◆ REQUIRED ACTION ◆
Return every line of the data exactly as it stands.

◆ MATERIAL PROVIDED ◆
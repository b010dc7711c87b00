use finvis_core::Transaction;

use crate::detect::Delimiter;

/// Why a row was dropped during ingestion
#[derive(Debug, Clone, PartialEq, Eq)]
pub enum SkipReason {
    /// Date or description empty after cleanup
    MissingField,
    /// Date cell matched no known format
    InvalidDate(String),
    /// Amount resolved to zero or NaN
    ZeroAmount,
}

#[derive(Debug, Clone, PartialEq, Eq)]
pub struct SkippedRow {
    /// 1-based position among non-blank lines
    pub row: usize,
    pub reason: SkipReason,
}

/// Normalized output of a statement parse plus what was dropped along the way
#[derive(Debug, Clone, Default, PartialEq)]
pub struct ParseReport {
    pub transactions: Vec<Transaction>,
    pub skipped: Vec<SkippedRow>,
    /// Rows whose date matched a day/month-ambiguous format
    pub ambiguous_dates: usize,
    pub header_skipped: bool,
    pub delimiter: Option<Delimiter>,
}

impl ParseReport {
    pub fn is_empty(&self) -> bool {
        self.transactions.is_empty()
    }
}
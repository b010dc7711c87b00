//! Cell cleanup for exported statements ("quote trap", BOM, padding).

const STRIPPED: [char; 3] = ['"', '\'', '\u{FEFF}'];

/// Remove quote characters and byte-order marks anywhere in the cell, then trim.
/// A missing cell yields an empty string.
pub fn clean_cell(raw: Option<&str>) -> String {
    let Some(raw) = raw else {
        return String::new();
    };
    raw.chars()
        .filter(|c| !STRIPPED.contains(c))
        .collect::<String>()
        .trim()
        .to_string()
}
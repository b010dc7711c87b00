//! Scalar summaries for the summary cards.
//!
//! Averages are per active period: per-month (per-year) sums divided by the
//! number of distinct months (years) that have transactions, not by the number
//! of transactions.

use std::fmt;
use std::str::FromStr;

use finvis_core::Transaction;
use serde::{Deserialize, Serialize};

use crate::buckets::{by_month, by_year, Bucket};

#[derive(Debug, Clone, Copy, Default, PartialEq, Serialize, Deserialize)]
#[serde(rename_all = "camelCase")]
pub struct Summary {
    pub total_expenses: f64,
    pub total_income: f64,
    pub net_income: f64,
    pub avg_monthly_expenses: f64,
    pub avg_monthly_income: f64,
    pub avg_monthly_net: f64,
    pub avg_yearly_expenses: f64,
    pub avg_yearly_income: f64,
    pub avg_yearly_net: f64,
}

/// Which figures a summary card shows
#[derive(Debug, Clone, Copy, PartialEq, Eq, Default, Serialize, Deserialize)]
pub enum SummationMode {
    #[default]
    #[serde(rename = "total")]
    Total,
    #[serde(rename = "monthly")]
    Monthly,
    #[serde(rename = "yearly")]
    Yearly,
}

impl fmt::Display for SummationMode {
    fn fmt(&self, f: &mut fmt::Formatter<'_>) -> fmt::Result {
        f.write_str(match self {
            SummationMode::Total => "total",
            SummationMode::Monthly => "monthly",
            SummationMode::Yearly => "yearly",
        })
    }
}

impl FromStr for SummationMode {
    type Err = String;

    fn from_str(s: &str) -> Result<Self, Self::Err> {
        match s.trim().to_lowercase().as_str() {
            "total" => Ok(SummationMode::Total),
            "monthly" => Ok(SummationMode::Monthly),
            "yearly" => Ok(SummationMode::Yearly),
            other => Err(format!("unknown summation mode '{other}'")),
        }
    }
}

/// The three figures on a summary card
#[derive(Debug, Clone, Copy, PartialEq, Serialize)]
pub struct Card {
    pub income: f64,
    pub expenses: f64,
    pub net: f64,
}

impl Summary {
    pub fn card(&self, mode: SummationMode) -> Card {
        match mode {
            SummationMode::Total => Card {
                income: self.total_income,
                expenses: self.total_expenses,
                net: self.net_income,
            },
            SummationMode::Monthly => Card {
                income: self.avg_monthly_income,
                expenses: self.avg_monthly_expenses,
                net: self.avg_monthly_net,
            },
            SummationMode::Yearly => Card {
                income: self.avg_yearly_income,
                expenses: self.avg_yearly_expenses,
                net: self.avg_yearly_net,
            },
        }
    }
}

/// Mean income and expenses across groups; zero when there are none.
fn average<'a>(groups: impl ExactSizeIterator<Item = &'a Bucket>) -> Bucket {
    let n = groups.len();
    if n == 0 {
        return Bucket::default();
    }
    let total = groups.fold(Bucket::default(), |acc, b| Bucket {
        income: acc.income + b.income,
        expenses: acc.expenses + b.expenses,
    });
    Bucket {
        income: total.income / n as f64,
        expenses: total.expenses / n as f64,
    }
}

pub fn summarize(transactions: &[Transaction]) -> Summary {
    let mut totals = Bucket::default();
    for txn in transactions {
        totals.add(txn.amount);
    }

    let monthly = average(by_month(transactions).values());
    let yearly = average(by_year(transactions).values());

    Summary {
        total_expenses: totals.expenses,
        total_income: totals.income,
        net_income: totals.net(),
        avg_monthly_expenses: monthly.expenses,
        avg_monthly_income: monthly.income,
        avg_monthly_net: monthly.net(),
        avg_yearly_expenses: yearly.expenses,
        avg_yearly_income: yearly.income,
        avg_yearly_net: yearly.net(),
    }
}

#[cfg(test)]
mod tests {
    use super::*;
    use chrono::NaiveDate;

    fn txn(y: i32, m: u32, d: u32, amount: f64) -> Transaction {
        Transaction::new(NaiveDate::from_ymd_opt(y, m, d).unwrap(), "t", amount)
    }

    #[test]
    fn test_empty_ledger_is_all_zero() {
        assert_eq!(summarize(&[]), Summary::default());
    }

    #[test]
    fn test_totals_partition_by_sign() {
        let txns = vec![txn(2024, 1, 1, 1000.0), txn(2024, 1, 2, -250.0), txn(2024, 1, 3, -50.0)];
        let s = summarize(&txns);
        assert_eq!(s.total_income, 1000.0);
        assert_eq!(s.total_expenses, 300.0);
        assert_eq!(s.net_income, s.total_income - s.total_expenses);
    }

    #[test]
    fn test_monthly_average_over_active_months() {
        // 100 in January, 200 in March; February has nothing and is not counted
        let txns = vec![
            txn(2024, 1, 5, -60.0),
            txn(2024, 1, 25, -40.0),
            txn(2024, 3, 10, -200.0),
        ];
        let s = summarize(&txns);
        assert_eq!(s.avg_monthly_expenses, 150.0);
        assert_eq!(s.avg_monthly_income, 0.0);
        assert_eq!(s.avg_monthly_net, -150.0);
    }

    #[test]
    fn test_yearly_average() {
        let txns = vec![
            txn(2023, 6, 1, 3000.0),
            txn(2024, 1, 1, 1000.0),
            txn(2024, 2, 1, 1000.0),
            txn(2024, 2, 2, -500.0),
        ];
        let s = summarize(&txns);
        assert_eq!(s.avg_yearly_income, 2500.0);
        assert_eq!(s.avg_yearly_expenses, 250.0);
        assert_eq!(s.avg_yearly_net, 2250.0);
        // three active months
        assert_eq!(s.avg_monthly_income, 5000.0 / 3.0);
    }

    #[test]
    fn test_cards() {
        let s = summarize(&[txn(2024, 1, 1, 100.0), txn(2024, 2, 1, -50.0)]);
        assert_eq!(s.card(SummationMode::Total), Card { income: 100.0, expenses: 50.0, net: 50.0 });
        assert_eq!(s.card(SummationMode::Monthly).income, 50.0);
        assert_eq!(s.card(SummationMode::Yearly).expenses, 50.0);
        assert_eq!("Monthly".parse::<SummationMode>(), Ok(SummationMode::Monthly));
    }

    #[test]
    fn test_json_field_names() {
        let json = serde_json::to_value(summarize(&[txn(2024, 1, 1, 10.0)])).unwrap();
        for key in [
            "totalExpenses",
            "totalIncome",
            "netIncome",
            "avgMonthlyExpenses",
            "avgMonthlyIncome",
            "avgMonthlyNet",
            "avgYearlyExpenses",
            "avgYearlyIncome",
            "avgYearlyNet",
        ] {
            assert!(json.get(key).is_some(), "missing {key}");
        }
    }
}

◆ EXPECTED OUTPUT ◆
repository b010dc7711c87b00
use finvis_core::Transaction;

use crate::detect::Delimiter;

/// Why a row was dropped during ingestion
#[derive(Debug, Clone, PartialEq, Eq)]
pub enum SkipReason {
    /// Date or description empty after cleanup
    MissingField,
    /// Date cell matched no known format
    InvalidDate(String),
    /// Amount resolved to zero or NaN
    ZeroAmount,
}

#[derive(Debug, Clone, PartialEq, Eq)]
pub struct SkippedRow {
    /// 1-based position among non-blank lines
    pub row: usize,
    pub reason: SkipReason,
}

/// Normalized output of a statement parse plus what was dropped along the way
#[derive(Debug, Clone, Default, PartialEq)]
pub struct ParseReport {
    pub transactions: Vec<Transaction>,
    pub skipped: Vec<SkippedRow>,
    /// Rows whose date matched a day/month-ambiguous format
    pub ambiguous_dates: usize,
    pub header_skipped: bool,
    pub delimiter: Option<Delimiter>,
}

impl ParseReport {
    pub fn is_empty(&self) -> bool {
        self.transactions.is_empty()
    }
}
repository b010dc7711c87b00
//! Cell cleanup for exported statements ("quote trap", BOM, padding).

const STRIPPED: [char; 3] = ['"', '\'', '\u{FEFF}'];

/// Remove quote characters and byte-order marks anywhere in the cell, then trim.
/// A missing cell yields an empty string.
pub fn clean_cell(raw: Option<&str>) -> String {
    let Some(raw) = raw else {
        return String::new();
    };
    raw.chars()
        .filter(|c| !STRIPPED.contains(c))
        .collect::<String>()
        .trim()
        .to_string()
}
repository b010dc7711c87b00
//! Scalar summaries for the summary cards.
//!
//! Averages are per active period: per-month (per-year) sums divided by the
//! number of distinct months (years) that have transactions, not by the number
//! of transactions.

use std::fmt;
use std::str::FromStr;

use finvis_core::Transaction;
use serde::{Deserialize, Serialize};

use crate::buckets::{by_month, by_year, Bucket};

#[derive(Debug, Clone, Copy, Default, PartialEq, Serialize, Deserialize)]
#[serde(rename_all = "camelCase")]
pub struct Summary {
    pub total_expenses: f64,
    pub total_income: f64,
    pub net_income: f64,
    pub avg_monthly_expenses: f64,
    pub avg_monthly_income: f64,
    pub avg_monthly_net: f64,
    pub avg_yearly_expenses: f64,
    pub avg_yearly_income: f64,
    pub avg_yearly_net: f64,
}

/// Which figures a summary card shows
#[derive(Debug, Clone, Copy, PartialEq, Eq, Default, Serialize, Deserialize)]
pub enum SummationMode {
    #[default]
    #[serde(rename = "total")]
    Total,
    #[serde(rename = "monthly")]
    Monthly,
    #[serde(rename = "yearly")]
    Yearly,
}

impl fmt::Display for SummationMode {
    fn fmt(&self, f: &mut fmt::Formatter<'_>) -> fmt::Result {
        f.write_str(match self {
            SummationMode::Total => "total",
            SummationMode::Monthly => "monthly",
            SummationMode::Yearly => "yearly",
        })
    }
}

impl FromStr for SummationMode {
    type Err = String;

    fn from_str(s: &str) -> Result<Self, Self::Err> {
        match s.trim().to_lowercase().as_str() {
            "total" => Ok(SummationMode::Total),
            "monthly" => Ok(SummationMode::Monthly),
            "yearly" => Ok(SummationMode::Yearly),
            other => Err(format!("unknown summation mode '{other}'")),
        }
    }
}

/// The three figures on a summary card
#[derive(Debug, Clone, Copy, PartialEq, Serialize)]
pub struct Card {
    pub income: f64,
    pub expenses: f64,
    pub net: f64,
}

impl Summary {
    pub fn card(&self, mode: SummationMode) -> Card {
        match mode {
            SummationMode::Total => Card {
                income: self.total_income,
                expenses: self.total_expenses,
                net: self.net_income,
            },
            SummationMode::Monthly => Card {
                income: self.avg_monthly_income,
                expenses: self.avg_monthly_expenses,
                net: self.avg_monthly_net,
            },
            SummationMode::Yearly => Card {
                income: self.avg_yearly_income,
                expenses: self.avg_yearly_expenses,
                net: self.avg_yearly_net,
            },
        }
    }
}

/// Mean income and expenses across groups; zero when there are none.
fn average<'a>(groups: impl ExactSizeIterator<Item = &'a Bucket>) -> Bucket {
    let n = groups.len();
    if n == 0 {
        return Bucket::default();
    }
    let total = groups.fold(Bucket::default(), |acc, b| Bucket {
        income: acc.income + b.income,
        expenses: acc.expenses + b.expenses,
    });
    Bucket {
        income: total.income / n as f64,
        expenses: total.expenses / n as f64,
    }
}

pub fn summarize(transactions: &[Transaction]) -> Summary {
    let mut totals = Bucket::default();
    for txn in transactions {
        totals.add(txn.amount);
    }

    let monthly = average(by_month(transactions).values());
    let yearly = average(by_year(transactions).values());

    Summary {
        total_expenses: totals.expenses,
        total_income: totals.income,
        net_income: totals.net(),
        avg_monthly_expenses: monthly.expenses,
        avg_monthly_income: monthly.income,
        avg_monthly_net: monthly.net(),
        avg_yearly_expenses: yearly.expenses,
        avg_yearly_income: yearly.income,
        avg_yearly_net: yearly.net(),
    }
}

#[cfg(test)]
mod tests {
    use super::*;
    use chrono::NaiveDate;

    fn txn(y: i32, m: u32, d: u32, amount: f64) -> Transaction {
        Transaction::new(NaiveDate::from_ymd_opt(y, m, d).unwrap(), "t", amount)
    }

    #[test]
    fn test_empty_ledger_is_all_zero() {
        assert_eq!(summarize(&[]), Summary::default());
    }

    #[test]
    fn test_totals_partition_by_sign() {
        let txns = vec![txn(2024, 1, 1, 1000.0), txn(2024, 1, 2, -250.0), txn(2024, 1, 3, -50.0)];
        let s = summarize(&txns);
        assert_eq!(s.total_income, 1000.0);
        assert_eq!(s.total_expenses, 300.0);
        assert_eq!(s.net_income, s.total_income - s.total_expenses);
    }

    #[test]
    fn test_monthly_average_over_active_months() {
        // 100 in January, 200 in March; February has nothing and is not counted
        let txns = vec![
            txn(2024, 1, 5, -60.0),
            txn(2024, 1, 25, -40.0),
            txn(2024, 3, 10, -200.0),
        ];
        let s = summarize(&txns);
        assert_eq!(s.avg_monthly_expenses, 150.0);
        assert_eq!(s.avg_monthly_income, 0.0);
        assert_eq!(s.avg_monthly_net, -150.0);
    }

    #[test]
    fn test_yearly_average() {
        let txns = vec![
            txn(2023, 6, 1, 3000.0),
            txn(2024, 1, 1, 1000.0),
            txn(2024, 2, 1, 1000.0),
            txn(2024, 2, 2, -500.0),
        ];
        let s = summarize(&txns);
        assert_eq!(s.avg_yearly_income, 2500.0);
        assert_eq!(s.avg_yearly_expenses, 250.0);
        assert_eq!(s.avg_yearly_net, 2250.0);
        // three active months
        assert_eq!(s.avg_monthly_income, 5000.0 / 3.0);
    }

    #[test]
    fn test_cards() {
        let s = summarize(&[txn(2024, 1, 1, 100.0), txn(2024, 2, 1, -50.0)]);
        assert_eq!(s.card(SummationMode::Total), Card { income: 100.0, expenses: 50.0, net: 50.0 });
        assert_eq!(s.card(SummationMode::Monthly).income, 50.0);
        assert_eq!(s.card(SummationMode::Yearly).expenses, 50.0);
        assert_eq!("Monthly".parse::<SummationMode>(), Ok(SummationMode::Monthly));
    }

    #[test]
    fn test_json_field_names() {
        let json = serde_json::to_value(summarize(&[txn(2024, 1, 1, 10.0)])).unwrap();
        for key in [
            "totalExpenses",
            "totalIncome",
            "netIncome",
            "avgMonthlyExpenses",
            "avgMonthlyIncome",
            "avgMonthlyNet",
            "avgYearlyExpenses",
            "avgYearlyIncome",
            "avgYearlyNet",
        ] {
            assert!(json.get(key).is_some(), "missing {key}");
        }
    }
}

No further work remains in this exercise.